There has been a mixup between Nashobe and Nashoba.
https://en.wikipedia.org/wiki/Nashoba_Valley
"The Nashoba Valley refers to an area in Northwestern Middlesex and Northeastern Worcester Counties, Massachusetts..."
https://en.wikipedia.org/wiki/Nashoba,_Oklahoma
"Nashoba, Oklahoma - A United States Post Office opened at Nashoba, Indian Territory on September 13, 1886. The community took its name from Nashoba County, Choctaw Nation."
It is many times more likely that Ezekiel Powers died in Nashoba Valley, Mass. rather than Noshoba, OK.
http://miller-aanderson.blogspot.com/2011/07/walter-powers-1639-170...
Powers
Rev. Grant Powers of Goshen, Ct., has left a manuscript record, from his grandmother, the widow of Capt. Peter Powers of Hollis, N. H. that Walter landed at Salem in 1654, and that he married the daughter of a London tailor, which is probably correct, and that she was born at Weymouth, Massachusetts.

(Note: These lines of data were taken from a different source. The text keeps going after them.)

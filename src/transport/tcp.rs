//! TCP socket transport (spec.md §4.2.2).

use std::io::{Read, Write};
use std::net::TcpStream;

use super::{read_err, Transport};
use crate::error::{Error, Result};

/// Connects to `host:port` fixed at construction. `host` is duplicated into
/// an owned `String` at construction, never borrowing caller memory.
pub struct TcpSocket {
    host: String,
    port: u16,
    stream: Option<TcpStream>,
}

impl TcpSocket {
    /// Build a transport bound to `host`/`port`.
    pub fn new(host: impl Into<String>, port: u16) -> Self {
        TcpSocket {
            host: host.into(),
            port,
            stream: None,
        }
    }
}

impl Transport for TcpSocket {
    fn connect(&mut self, _endpoint: &str) -> Result<()> {
        let stream = TcpStream::connect((self.host.as_str(), self.port))?;
        self.stream = Some(stream);
        Ok(())
    }

    fn disconnect(&mut self) {
        self.stream = None;
    }

    fn read(&mut self, buf: &mut [u8]) -> Result<usize> {
        let stream = self.stream.as_mut().ok_or(Error::ConnectionClosed)?;
        stream.read(buf).map_err(read_err)
    }

    fn write(&mut self, data: &[u8]) -> Result<()> {
        let stream = self.stream.as_mut().ok_or(Error::ConnectionClosed)?;
        stream.write_all(data).map_err(|e| {
            if e.kind() == std::io::ErrorKind::BrokenPipe {
                Error::BrokenPipe
            } else {
                Error::Io(e)
            }
        })
    }

    fn is_connected(&self) -> bool {
        self.stream.is_some()
    }
}
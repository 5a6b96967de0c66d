//! Streaming encoder: `Value` → bytes, and the three message-level
//! constructors the client uses directly.
//!
//! Built on `rmp::encode`'s marker-level primitives — the same dependency
//! family the teacher's own MsgPack-RPC code builds on (there, via
//! `rmp-serde`/`rmpv`) — writing straight into a `Vec<u8>` rather than
//! through `serde`, since our `Value` is a bespoke tree (it carries its own
//! `Timestamp` variant, which the wire format encodes as an extension
//! type).

use rmp::encode;

use crate::error::{EncodeError, Result};
use crate::value::Value;

/// MessagePack's reserved extension type for timestamps (-1).
const EXT_TYPE_TIMESTAMP: i8 = -1;

/// Encode a `Request` message: `[0, msgid, method, params]`.
pub fn encode_request(id: u32, method: &str, params: &Value) -> Result<Vec<u8>> {
    let mut buf = Vec::new();
    encode::write_array_len(&mut buf, 4).map_err(io_err)?;
    encode::write_sint(&mut buf, 0).map_err(io_err)?;
    encode::write_uint(&mut buf, u64::from(id)).map_err(io_err)?;
    encode::write_str(&mut buf, method).map_err(io_err)?;
    encode_value(&mut buf, params)?;
    Ok(buf)
}

/// Encode a `Response` message: `[1, msgid, error, result]`. Either `error`
/// or `result` may be `None`, which is encoded as `nil`.
pub fn encode_response(id: u32, error: Option<&Value>, result: Option<&Value>) -> Result<Vec<u8>> {
    let mut buf = Vec::new();
    encode::write_array_len(&mut buf, 4).map_err(io_err)?;
    encode::write_sint(&mut buf, 1).map_err(io_err)?;
    encode::write_uint(&mut buf, u64::from(id)).map_err(io_err)?;
    match error {
        Some(v) => encode_value(&mut buf, v)?,
        None => encode::write_nil(&mut buf).map_err(io_err)?,
    }
    match result {
        Some(v) => encode_value(&mut buf, v)?,
        None => encode::write_nil(&mut buf).map_err(io_err)?,
    }
    Ok(buf)
}

/// Encode a `Notification` message: `[2, method, params]`.
pub fn encode_notification(method: &str, params: &Value) -> Result<Vec<u8>> {
    let mut buf = Vec::new();
    encode::write_array_len(&mut buf, 3).map_err(io_err)?;
    encode::write_sint(&mut buf, 2).map_err(io_err)?;
    encode::write_str(&mut buf, method).map_err(io_err)?;
    encode_value(&mut buf, params)?;
    Ok(buf)
}

/// Encode an arbitrary `Value` tree. `Value`s are acyclic owned trees built
/// up from the leaves, so this recursion always terminates.
pub fn encode_value(buf: &mut Vec<u8>, value: &Value) -> Result<()> {
    match value {
        Value::Nil => encode::write_nil(buf).map_err(io_err)?,
        Value::Bool(b) => encode::write_bool(buf, *b).map_err(io_err)?,
        Value::Int(i) => {
            encode::write_sint(buf, *i).map_err(io_err)?;
        }
        Value::UInt(u) => {
            encode::write_uint(buf, *u).map_err(io_err)?;
        }
        Value::Float(f) => encode::write_f64(buf, *f).map_err(io_err)?,
        Value::Str(bytes) => {
            let s = String::from_utf8_lossy(bytes);
            encode::write_str(buf, &s).map_err(io_err)?;
        }
        Value::Bin(bytes) => encode::write_bin(buf, bytes).map_err(io_err)?,
        Value::Array(items) => {
            let len = u32::try_from(items.len()).map_err(|_| EncodeError::OutOfMemory)?;
            encode::write_array_len(buf, len).map_err(io_err)?;
            for item in items {
                encode_value(buf, item)?;
            }
        }
        Value::Map(entries) => {
            let len = u32::try_from(entries.len()).map_err(|_| EncodeError::OutOfMemory)?;
            encode::write_map_len(buf, len).map_err(io_err)?;
            for (k, v) in entries {
                encode_value(buf, k)?;
                encode_value(buf, v)?;
            }
        }
        Value::Ext { typ, data } => {
            let len = u32::try_from(data.len()).map_err(|_| EncodeError::OutOfMemory)?;
            encode::write_ext_meta(buf, len, *typ).map_err(io_err)?;
            buf.extend_from_slice(data);
        }
        Value::Timestamp {
            seconds,
            nanoseconds,
        } => {
            encode_timestamp(buf, *seconds, *nanoseconds)?;
        }
    }
    Ok(())
}

/// Encode a timestamp using the most compact of the three wire forms the
/// MessagePack timestamp extension defines (32-bit, 64-bit, 96-bit).
fn encode_timestamp(buf: &mut Vec<u8>, seconds: i64, nanoseconds: u32) -> Result<()> {
    if nanoseconds == 0 && (0..=u32::MAX as i64).contains(&seconds) {
        encode::write_ext_meta(buf, 4, EXT_TYPE_TIMESTAMP).map_err(io_err)?;
        buf.extend_from_slice(&(seconds as u32).to_be_bytes());
    } else if (0..(1i64 << 34)).contains(&seconds) {
        let combined = (u64::from(nanoseconds) << 34) | (seconds as u64);
        encode::write_ext_meta(buf, 8, EXT_TYPE_TIMESTAMP).map_err(io_err)?;
        buf.extend_from_slice(&combined.to_be_bytes());
    } else {
        encode::write_ext_meta(buf, 12, EXT_TYPE_TIMESTAMP).map_err(io_err)?;
        buf.extend_from_slice(&nanoseconds.to_be_bytes());
        buf.extend_from_slice(&seconds.to_be_bytes());
    }
    Ok(())
}

fn io_err<E: std::fmt::Display>(e: E) -> crate::error::Error {
    EncodeError::Io(std::io::Error::other(e.to_string())).into()
}

#[cfg(test)]
mod tests {
    use super::*;

    #[test]
    fn request_begins_with_expected_bytes() {
        let bytes = encode_request(1, "nvim_get_mode", &Value::Array(vec![])).unwrap();
        assert_eq!(&bytes[0..3], &[0x94, 0x00, 0x01]);
    }

    #[test]
    fn notification_begins_with_fixarray3() {
        let bytes = encode_notification("redraw", &Value::Array(vec![])).unwrap();
        assert_eq!(bytes[0], 0x93);
    }

    #[test]
    fn response_with_both_fields_none_encodes_nils() {
        let bytes = encode_response(5, None, None).unwrap();
        // [1, 5, nil, nil] => fixarray4, fixint 1, fixint 5, nil, nil
        assert_eq!(&bytes[..], &[0x94, 0x01, 0x05, 0xc0, 0xc0]);
    }
}
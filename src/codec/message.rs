//! The three MessagePack-RPC message shapes.

use crate::error::{DecodeError, Result};
use crate::value::Value;

/// A single MessagePack-RPC message.
///
/// Wire shape is always an outer array: `[0, msgid, method, params]` for a
/// request, `[1, msgid, error, result]` for a response, `[2, method,
/// params]` for a notification.
#[derive(Debug, Clone, PartialEq)]
pub enum Message {
    /// A request expecting a matching [`Message::Response`].
    Request {
        /// Correlation id, echoed back by the matching response.
        id: u32,
        /// The RPC method name.
        method: String,
        /// Method parameters (typically, but not necessarily, an array).
        params: Value,
    },
    /// A reply to a previously-sent request.
    Response {
        /// The id of the request this replies to.
        id: u32,
        /// Non-nil when the call failed.
        error: Value,
        /// The call's result, if any.
        result: Value,
    },
    /// An unsolicited, one-way message — no reply is expected.
    Notification {
        /// The RPC method name.
        method: String,
        /// Method parameters.
        params: Value,
    },
}

const TYPE_REQUEST: i64 = 0;
const TYPE_RESPONSE: i64 = 1;
const TYPE_NOTIFICATION: i64 = 2;

impl Message {
    /// Validate and build a [`Message`] from the outer array `Value`
    /// produced by the decoder.
    ///
    /// This is the single place that enforces the wire-shape invariants
    /// from spec.md §3: arity matching message type, non-negative msgid
    /// fitting `u32`, and string method names.
    pub fn from_value(value: Value) -> Result<Message> {
        let elems = match value {
            Value::Array(elems) => elems,
            other => {
                return Err(DecodeError::InvalidMessageFormat(format!(
                    "expected an array, got {other:?}"
                ))
                .into());
            }
        };

        if !matches!(elems.len(), 3 | 4) {
            return Err(DecodeError::InvalidMessageFormat(format!(
                "expected an array of length 3 or 4, got {}",
                elems.len()
            ))
            .into());
        }

        let first = elems
            .first()
            .ok_or_else(|| DecodeError::InvalidMessageFormat("empty outer array".to_string()))?;
        let msg_type = match first {
            Value::Int(i) => *i,
            Value::UInt(u) => i64::try_from(*u).unwrap_or(i64::MAX),
            other => {
                return Err(DecodeError::InvalidMessageFormat(format!(
                    "message type must be an integer, got {other:?}"
                ))
                .into());
            }
        };

        match (elems.len(), msg_type) {
            (4, TYPE_REQUEST) => {
                let mut it = elems.into_iter();
                let _ = it.next();
                let id = read_msgid(it.next().unwrap())?;
                let method = read_method(it.next().unwrap())?;
                let params = it.next().unwrap();
                Ok(Message::Request { id, method, params })
            }
            (4, TYPE_RESPONSE) => {
                let mut it = elems.into_iter();
                let _ = it.next();
                let id = read_msgid(it.next().unwrap())?;
                let error = it.next().unwrap();
                let result = it.next().unwrap();
                Ok(Message::Response { id, error, result })
            }
            (3, TYPE_NOTIFICATION) => {
                let mut it = elems.into_iter();
                let _ = it.next();
                let method = read_method(it.next().unwrap())?;
                let params = it.next().unwrap();
                Ok(Message::Notification { method, params })
            }
            (len, t) if t == TYPE_REQUEST || t == TYPE_RESPONSE || t == TYPE_NOTIFICATION => {
                Err(DecodeError::InvalidMessageFormat(format!(
                    "message type {t} with arity {len}"
                ))
                .into())
            }
            (_, t) => Err(DecodeError::InvalidMessageType(t).into()),
        }
    }
}

fn read_msgid(v: Value) -> Result<u32> {
    let i = v
        .expect_i64()
        .map_err(|_| DecodeError::InvalidFieldType(format!("msgid must be an integer: {v:?}")))?;
    u32::try_from(i)
        .map_err(|_| DecodeError::InvalidFieldType(format!("msgid out of u32 range: {i}")).into())
}

fn read_method(v: Value) -> Result<String> {
    match v {
        Value::Str(bytes) => Ok(String::from_utf8_lossy(&bytes).into_owned()),
        other => Err(DecodeError::InvalidFieldType(format!(
            "method must be a string, got {other:?}"
        ))
        .into()),
    }
}

#[cfg(test)]
mod tests {
    use super::*;

    #[test]
    fn rejects_empty_array() {
        let err = Message::from_value(Value::Array(vec![])).unwrap_err();
        assert!(matches!(
            err,
            crate::error::Error::Decode(DecodeError::InvalidMessageFormat(_))
        ));
    }

    #[test]
    fn rejects_bad_arity_before_inspecting_type() {
        // Arity 2 with a type byte outside {0,1,2}: must report bad arity,
        // not be misread as an unknown message type.
        let v = Value::Array(vec![Value::Int(9), Value::UInt(1)]);
        let err = Message::from_value(v).unwrap_err();
        assert!(matches!(
            err,
            crate::error::Error::Decode(DecodeError::InvalidMessageFormat(_))
        ));
    }

    #[test]
    fn rejects_unknown_type() {
        let v = Value::Array(vec![
            Value::Int(9),
            Value::UInt(1),
            Value::str("x"),
            Value::Array(vec![]),
        ]);
        let err = Message::from_value(v).unwrap_err();
        assert!(matches!(
            err,
            crate::error::Error::Decode(DecodeError::InvalidMessageType(9))
        ));
    }

    #[test]
    fn rejects_negative_msgid() {
        let v = Value::Array(vec![
            Value::Int(0),
            Value::Int(-1),
            Value::str("x"),
            Value::Array(vec![]),
        ]);
        let err = Message::from_value(v).unwrap_err();
        assert!(matches!(
            err,
            crate::error::Error::Decode(DecodeError::InvalidFieldType(_))
        ));
    }

    #[test]
    fn rejects_non_string_method() {
        let v = Value::Array(vec![Value::Int(2), Value::Int(1), Value::Array(vec![])]);
        let err = Message::from_value(v).unwrap_err();
        assert!(matches!(
            err,
            crate::error::Error::Decode(DecodeError::InvalidFieldType(_))
        ));
    }

    #[test]
    fn accepts_well_formed_request() {
        let v = Value::Array(vec![
            Value::Int(0),
            Value::UInt(7),
            Value::str("nvim_get_mode"),
            Value::Array(vec![]),
        ]);
        match Message::from_value(v).unwrap() {
            Message::Request { id, method, .. } => {
                assert_eq!(id, 7);
                assert_eq!(method, "nvim_get_mode");
            }
            _ => panic!("expected a request"),
        }
    }
}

At the time of their marriage, Walter and his wife settled on a tract of land in or near Concord, which took the name of Concord Village, now in the town of Littleton, and adjoining the Indian town of Nashobe. In 1694, Walter Power bought of Thomas Waban, and other Indians, one-fourth part of the township of Nashobe. His remains were buried in the old Powers' burying ground, as were those of his wife.
[THE POWERS FAMILY: Genealogical and Historical Record of Walter Power and some of his descendants to the ninth generation, Amos H. Powers, Fergus Printing Co., Chicago, Il. 1884]"Walter Power is first of record in Concord, Mass., in 1654, when he gave testimony and stated his age as 14 years.
The surname was usually spelled Power in the first two generations, thereafter, Powers. Abstracts of Middlesex County Court records (1:126; 2:24) show that on 2 Apr 1661 Walter confessed miscarriage with Tryal, daughter of Deacon Shepherd, "my now wife"; and on 2 Sept 1666, Tryall, wife of Walter Power, petitioned in favor of her husband" in duress," the circumstances of which we have not learned.